Le climatologue français Jean Jouzel appelle les pays à relever le niveau d’ambition de leur limitation des gaz à effet de serre, avant qu’il ne soit trop tard.

Jean Jouzel est le vice-président du Groupe intergouvernemental d’experts sur le climat (GIEC).

Rencontré dans les couloirs de l’imposant Centre de convention national du Qatar, au cours des derniers jours du sommet sur le changement climatique de l’ONU qui s’est terminé samedi dernier, le climatologue Jean Jouzel, vice-président du Groupe intergouvernemental d’experts sur le climat (GIEC), a souligné l’insuffisance des mesures prises au cours du sommet, comparé à celles qu’il faudrait pour éviter le pire.


« Il est bon que le protocole de Kyoto soit remis en route pour une deuxième phase, mais on est toujours loin du compte, dit-il. Le protocole de Kyoto n’implique que l’Europe, qui s’est engagée à diminuer ses émissions de gaz à effet de serre de 20 %, l’Australie et quelques autres pays. Au total, cela représente quelque 15 % des émissions globales. Évidemment, cela reste trop peu. Plusieurs autres pays ont pris des engagements volontaires, comme les États-Unis qui ont affiché leur intention de réduire de 3 % leurs émissions par rapport à l’année 90. La Chine a juste promis d’infléchir sa progression en matière d’émissions. Le problème c’est que ces engagements restent largement insuffisants et que le fossé va s’agrandir entre le taux d’émissions qu’on aura effectivement en 2020 et celles auxquelles il faudrait se limiter si l’on veut que la température de la Terre ne se réchauffe pas de plus de deux degrés. »
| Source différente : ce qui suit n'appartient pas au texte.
use crate::cli::ScoreArgs;
use crate::error::{CliError, Result};
use hpfold::core::io::render::render_ascii;
use hpfold::core::models::chain::Chain;
use hpfold::core::models::direction::{Dimensionality, Direction, parse_order};
use hpfold::core::models::sequence::Sequence;
use hpfold::core::scoring::BondScore;
use hpfold::core::scoring::bounds::theoretic_optimum;
use hpfold::core::scoring::fast::{fast_compute_bond_score, fast_validate_order};
use hpfold::engine::error::EngineError;
use tracing::info;

#[derive(Debug, Clone, PartialEq)]
pub struct ScoreReport {
    pub valid: bool,
    pub score: BondScore,
    pub fast_score: BondScore,
    pub bound: BondScore,
    pub rendering: String,
}

pub async fn run(args: ScoreArgs) -> Result<()> {
    let sequence: Sequence = args.sequence.parse()?;
    let order = parse_order(&args.order)?;
    let report = score(sequence, &order)?;

    if report.valid {
        println!("✓ Fold is self-avoiding.");
    } else {
        println!("✗ Fold collides with itself; scores are not meaningful.");
    }
    println!("  Score: {} (fast: {})", report.score, report.fast_score);
    println!("  Theoretic bound: {}", report.bound);
    println!();
    print!("{}", report.rendering);
    Ok(())
}

pub fn score(sequence: Sequence, order: &[Direction]) -> Result<ScoreReport> {
    let expected = sequence.len().saturating_sub(1);
    if order.len() != expected {
        return Err(CliError::Argument(format!(
            "A sequence of {} residues needs {} directions, got {}",
            sequence.len(),
            expected,
            order.len()
        )));
    }

    let bound = theoretic_optimum(&sequence, Dimensionality::of_order(order));
    let fast_score = fast_compute_bond_score(sequence.labels(), order);
    let chain = Chain::with_order(sequence, order).map_err(EngineError::from)?;
    let report = ScoreReport {
        valid: fast_validate_order(order) && chain.has_valid_order(),
        score: chain.bond_score(),
        fast_score,
        bound,
        rendering: render_ascii(&chain),
    };
    info!(
        valid = report.valid,
        score = report.score.value(),
        "Scored fold."
    );
    Ok(report)
}
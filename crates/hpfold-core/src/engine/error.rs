use thiserror::Error;

use super::config::ConfigError;
use crate::core::models::chain::ChainError;
use crate::core::models::direction::Dimensionality;
use crate::core::models::sequence::SequenceError;

#[derive(Debug, Error)]
pub enum EngineError {
    #[error("Chain operation failed: {source}")]
    Chain {
        #[from]
        source: ChainError,
    },

    #[error("Invalid sequence: {source}")]
    Sequence {
        #[from]
        source: SequenceError,
    },

    #[error("Invalid configuration: {source}")]
    Config {
        #[from]
        source: ConfigError,
    },

    #[error("Algorithm '{algorithm}' does not support {dimensions} lattices")]
    UnsupportedDimensions {
        algorithm: &'static str,
        dimensions: Dimensionality,
    },

    #[error("Algorithm failed to converge after {iterations} iterations")]
    Convergence { iterations: u64 },

    #[error("Internal logic error: {0}")]
    Internal(String),
}
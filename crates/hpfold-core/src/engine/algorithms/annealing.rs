use super::{FoldingAlgorithm, TaskProgress, finish, seeded_rng, trivial_score};
use crate::core::models::chain::Chain;
use crate::core::models::direction::Direction;
use crate::core::scoring::BondScore;
use crate::core::scoring::fast::{fast_compute_bond_score, fast_validate_order};
use crate::engine::budget::SearchBudget;
use crate::engine::config::{AnnealingConfig, SearchSettings};
use crate::engine::error::EngineError;
use crate::engine::heuristics::HeuristicSet;
use crate::engine::progress::{Progress, ProgressReporter};
use crate::engine::state::Solution;
use rand::Rng;
use rand::seq::SliceRandom;
use tracing::{debug, info, instrument};

/// Simulated annealing over complete folds.
///
/// Each iteration re-points one random residue. The replacement direction is
/// drawn at random, or, once the schedule has cooled and heuristics are
/// configured, taken from the top of the heuristic ranking. A move that does
/// not worsen the current score is always taken; worse moves are taken as the
/// cooling schedule allows. After `reset_threshold` iterations without a new
/// best fold, the search jumps back to the best fold and re-heats.
pub struct SimulatedAnnealing {
    settings: SearchSettings,
    config: AnnealingConfig,
    heuristics: HeuristicSet,
}

impl SimulatedAnnealing {
    pub fn new(settings: SearchSettings, config: AnnealingConfig) -> Self {
        let heuristics = HeuristicSet::from_config(&config.heuristics);
        Self {
            settings,
            config,
            heuristics,
        }
    }

    /// Directions residue `index` could switch to while keeping the fold valid.
    fn legal_moves(&self, order: &mut [Direction], index: usize) -> Vec<Direction> {
        let slot = index - 1;
        let current = order[slot];
        let moves: Vec<Direction> = self
            .settings
            .dimensions
            .directions()
            .iter()
            .copied()
            .filter(|&d| d != current)
            .filter(|&d| {
                order[slot] = d;
                fast_validate_order(order)
            })
            .collect();
        order[slot] = current;
        moves
    }

    fn pick_move(
        &mut self,
        chain: &mut Chain,
        index: usize,
        mut moves: Vec<Direction>,
        step: u64,
        rng: &mut impl Rng,
    ) -> Result<Option<Direction>, EngineError> {
        let explore = self.heuristics.is_empty()
            || rng.r#gen::<f64>() < self.config.schedule.exploration(step);
        if explore {
            moves.shuffle(rng);
            return Ok(moves.first().copied());
        }
        let ranked = self.heuristics.rank(chain, index, &moves, true)?;
        Ok(ranked.first().map(|r| r.direction))
    }
}

impl FoldingAlgorithm for SimulatedAnnealing {
    fn name(&self) -> &'static str {
        "simulated-annealing"
    }

    #[instrument(skip_all, name = "simulated_annealing")]
    fn run(
        &mut self,
        chain: &mut Chain,
        reporter: &ProgressReporter,
    ) -> Result<BondScore, EngineError> {
        if let Some(score) = trivial_score(chain) {
            return Ok(score);
        }

        let mut rng = seeded_rng(self.settings.seed);
        let labels = chain.labels().to_vec();
        let schedule = self.config.schedule;

        chain.straighten();
        let mut order = chain.order();
        let mut current = fast_compute_bond_score(&labels, &order);
        let mut best = Solution::new(current, order.clone());

        info!(
            residues = chain.len(),
            n_permutations = self.config.n_permutations,
            schedule = ?schedule,
            heuristics = ?self.heuristics.names(),
            "Starting simulated annealing."
        );

        let mut budget = SearchBudget::new(Some(self.config.n_permutations), self.settings.time_limit);
        let mut progress = TaskProgress::start(reporter, self.config.n_permutations);
        let mut step = 0u64;
        let mut since_improvement = 0u64;
        let mut accepted = 0u64;
        let mut resets = 0u64;

        while !budget.is_exhausted() {
            budget.tick();
            progress.tick();

            let index = rng.gen_range(1..chain.len());
            let moves = self.legal_moves(&mut order, index);
            if moves.is_empty() {
                continue;
            }
            let Some(direction) = self.pick_move(chain, index, moves, step, &mut rng)? else {
                continue;
            };

            let previous = order[index - 1];
            order[index - 1] = direction;
            let candidate = fast_compute_bond_score(&labels, &order);
            let delta = candidate.value() - current.value();

            if schedule.accepts(delta, step, &mut rng) {
                current = candidate;
                accepted += 1;
                chain.set_order(&order)?;
            } else {
                order[index - 1] = previous;
            }

            if current < best.score {
                debug!(score = current.value(), step, "New best fold.");
                best = Solution::new(current, order.clone());
                since_improvement = 0;
            } else {
                since_improvement += 1;
            }
            step += 1;

            if since_improvement > self.config.reset_threshold {
                resets += 1;
                reporter.report(Progress::Reset {
                    count: resets,
                    best: best.score,
                });
                order.clone_from(&best.order);
                chain.set_order(&order)?;
                current = best.score;
                since_improvement = 0;
                step = 0;
            }
        }
        progress.finish();

        info!(
            iterations = budget.iterations(),
            accepted,
            resets,
            best = best.score.value(),
            "Simulated annealing finished."
        );
        finish(chain, Some(&best), self.name())
    }
}

#[cfg(test)]
mod tests {
    use super::*;
    use crate::core::models::direction::Dimensionality;
    use crate::engine::algorithms::test_support::*;
    use crate::engine::config::HeuristicConfig;
    use crate::engine::heuristics::HeuristicKind;
    use crate::engine::utils::acceptance::CoolingSchedule;

    fn anneal(sequence: &str, dimensions: Dimensionality, config: AnnealingConfig) -> BondScore {
        let mut chain: Chain = sequence.parse().unwrap();
        let mut algorithm = SimulatedAnnealing::new(settings(dimensions, 9), config);
        let score = algorithm.run(&mut chain, &ProgressReporter::new()).unwrap();
        assert_contract(&chain, score);
        score
    }

    #[test]
    fn legal_moves_exclude_current_and_colliding_directions() {
        let algorithm =
            SimulatedAnnealing::new(settings(Dimensionality::Two, 0), AnnealingConfig::default());
        let mut order = vec![Direction::Up, Direction::Right, Direction::Down];
        let moves = algorithm.legal_moves(&mut order, 2);
        // Right is current, Down lands on the origin and Up folds residue 3 onto residue 1.
        assert_eq!(moves, vec![Direction::Left]);
        assert_eq!(order, vec![Direction::Up, Direction::Right, Direction::Down]);
    }

    #[test]
    fn finds_the_cysteine_square() {
        let score = anneal("CHHC", Dimensionality::Two, AnnealingConfig::default());
        assert_eq!(score, BondScore(-5));
    }

    #[test]
    fn improves_on_the_straight_line() {
        let score = anneal(
            "HPHPPHHPHPPHPHHPPHPH",
            Dimensionality::Two,
            AnnealingConfig::default(),
        );
        assert!(score < BondScore::ZERO);
    }

    #[test]
    fn heuristic_variant_and_metropolis_schedule_run_in_three_dimensions() {
        let config = AnnealingConfig {
            n_permutations: 1500,
            reset_threshold: 200,
            schedule: CoolingSchedule::Metropolis {
                initial_temperature: 2.0,
                cooling_rate: 0.995,
            },
            heuristics: HeuristicConfig::with_kinds(vec![
                HeuristicKind::Potential,
                HeuristicKind::MinimiseDimensions,
            ]),
        };
        let score = anneal("HPHPPHHPHPPHPHHPPHPH", Dimensionality::Three, config);
        assert!(score < BondScore::ZERO);
    }
}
M. Jouzel rappelle que tous les pays ont souscrit, lors de conférences précédentes, à Cancun plus exactement (2010), au principe de se limiter au seuil de deux degrés. « Mais ils ne s’en donnent pas les moyens, dit-il. Malgré le lancement de la deuxième phase du protocole de Kyoto, on continue à manquer considérablement d’ambition. Je ne suis pas contre les engagements volontaires, je les trouve intéressants, mais encore faut-il qu’ils soient ambitieux. »
Le climatologue rappelle qu’il est important de rester attaché à la limitation du réchauffement à deux degrés, un seuil au-delà duquel il serait très difficile de s’adapter aux changements climatiques. « Or, nous ne sommes pas du tout sur cette trajectoire, souligne-t-il. Voilà pourquoi des rapports comme ceux de la Banque mondiale ou de l’Agence internationale de l’énergie, publiés récemment, font miroiter la menace d’une augmentation des températures de quatre degrés, voire plus. »

 

(lire aussi : Fonte de la banquise, chaleur, froid... 2012, année des records)
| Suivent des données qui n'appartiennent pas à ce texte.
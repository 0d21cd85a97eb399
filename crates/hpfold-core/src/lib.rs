//! # hpfold
//!
//! A search engine for folding HP(C) lattice proteins on square and cubic
//! lattices.
//!
//! A protein is reduced to a sequence of hydrophobic (`H`), polar (`P`) and
//! cysteine-like (`C`) residues laid out as a self-avoiding walk. A fold's
//! energy is the sum of the bonds between residues that touch on the lattice
//! without being chain neighbours, and the engine searches for the fold of
//! lowest energy.
//!
//! ## Architectural Philosophy
//!
//! - **[`core`]: The Foundation.** Stateless data models (`Sequence`, `Chain`),
//!   the bond table and scoring functions, and text rendering.
//!
//! - **[`engine`]: The Logic Core.** Search strategies, heuristics, pruning,
//!   budgets, configuration and progress reporting.
//!
//! - **[`workflows`]: The Public API.** Complete folding runs with restarts,
//!   solution ranking and summary statistics.

pub mod core;
pub mod engine;
pub mod workflows;
use std::time::{Duration, Instant};

/// Iteration and wall-clock limits for one search, checked once per loop iteration.
#[derive(Debug, Clone)]
pub struct SearchBudget {
    max_iterations: Option<u64>,
    deadline: Option<Instant>,
    iterations: u64,
}

impl SearchBudget {
    pub fn new(max_iterations: Option<u64>, time_limit: Option<Duration>) -> Self {
        Self {
            max_iterations,
            deadline: time_limit.map(|limit| Instant::now() + limit),
            iterations: 0,
        }
    }

    pub fn unlimited() -> Self {
        Self::new(None, None)
    }

    /// Counts one iteration.
    #[inline]
    pub fn tick(&mut self) {
        self.iterations += 1;
    }

    pub fn iterations(&self) -> u64 {
        self.iterations
    }

    pub fn max_iterations(&self) -> Option<u64> {
        self.max_iterations
    }

    pub fn is_exhausted(&self) -> bool {
        self.max_iterations
            .is_some_and(|max| self.iterations >= max)
            || self.deadline.is_some_and(|deadline| Instant::now() >= deadline)
    }
}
Les ambitions restent donc nettement inférieures à ce qu’il faut pour repousser cette menace... « Cela est évident et reste très difficile à faire comprendre autant à l’homme de la rue qu’aux politiques, affirme M. Jouzel. L’action que nous entreprendrons durant l’actuelle décennie déterminera le climat que nous aurons dans la seconde partie du XXIe siècle. Pour ne pas dépasser l’objectif d’une augmentation de deux degrés maximum, il faut que la courbe des émissions ait commencé à redescendre d’ici à 2020, c’est-à dire que les pays polluent moins d’ici là. Or, quand on parle d’émissions, on signifie largement celles dues aux carburants fossiles. Par exemple, en 2011, l’augmentation de l’effet de serre était due aux trois quarts aux combustibles fossiles et à 80 % au seul gaz carbonique. »
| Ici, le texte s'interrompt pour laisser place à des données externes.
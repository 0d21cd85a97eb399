use super::Pruner;
use crate::core::models::chain::Chain;
use crate::core::scoring::BondScore;
use crate::core::scoring::fast::fast_compute_bond_score;
use crate::engine::config::ScorePruningConfig;
use tracing::trace;

/// Prunes a branch whose partial score lags too far behind the best complete
/// score for how far into the chain it is.
///
/// With `progress = depth / (len - 1)` and both scores taken as strengths
/// (larger is better), the branch is cut when
/// `partial < best * progress^(1 / alpha) - beta`. A small `alpha` keeps the
/// threshold low until late in the chain; `beta` is a flat tolerance.
#[derive(Debug, Clone)]
pub struct ScorePruner {
    config: ScorePruningConfig,
}

impl ScorePruner {
    pub fn new(config: ScorePruningConfig) -> Self {
        Self { config }
    }

    pub fn threshold(&self, best: BondScore, depth: usize, order_len: usize) -> f64 {
        if order_len == 0 {
            return f64::NEG_INFINITY;
        }
        let progress = depth as f64 / order_len as f64;
        best.strength() as f64 * progress.powf(1.0 / self.config.alpha) - self.config.beta
    }
}

impl Pruner for ScorePruner {
    fn name(&self) -> &'static str {
        "score"
    }

    fn should_prune(&self, chain: &Chain, best: Option<BondScore>, depth: usize) -> bool {
        if self.config.is_disabled() || depth < self.config.min_depth {
            return false;
        }
        let Some(best) = best else {
            return false;
        };
        if best > self.config.min_best_score {
            return false;
        }

        let order = chain.order();
        let depth = depth.min(order.len());
        let partial = fast_compute_bond_score(&chain.labels()[..=depth], &order[..depth]);
        let threshold = self.threshold(best, depth, order.len());

        let prune = (partial.strength() as f64) < threshold;
        if prune {
            trace!(depth, partial = partial.value(), threshold, "Pruning branch on score.");
        }
        prune
    }
}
Selon l’expert, il est très difficile d’infléchir la courbe des émissions d’ici à 2020 quand les émissions de gaz à effet de serre n’ont jamais augmenté aussi rapidement que ces dix dernières années, à un rythme de 3 % par an.
M. Jouzel dit avoir espoir dans le nouveau processus mis en marche au sommet de Doha, celui qu’on appelle « plate-forme de Durban (en référence au COP passé en Afrique du Sud) », en d’autres termes l’ébauche d’un nouvel accord mondial légalement contraignant qui devrait être finalisé d’ici à 2015 et entrer en vigueur en 2020. Mais si ce nouvel accord, quel qu’il soit, ne sera opérationnel qu’en 2020, c’est-à-dire à la fin de cette décennie si décisive, ne sera-t-il pas trop tard ?

 

(Lire aussi : Le changement climatique, un lourd tribut pour le monde arabe)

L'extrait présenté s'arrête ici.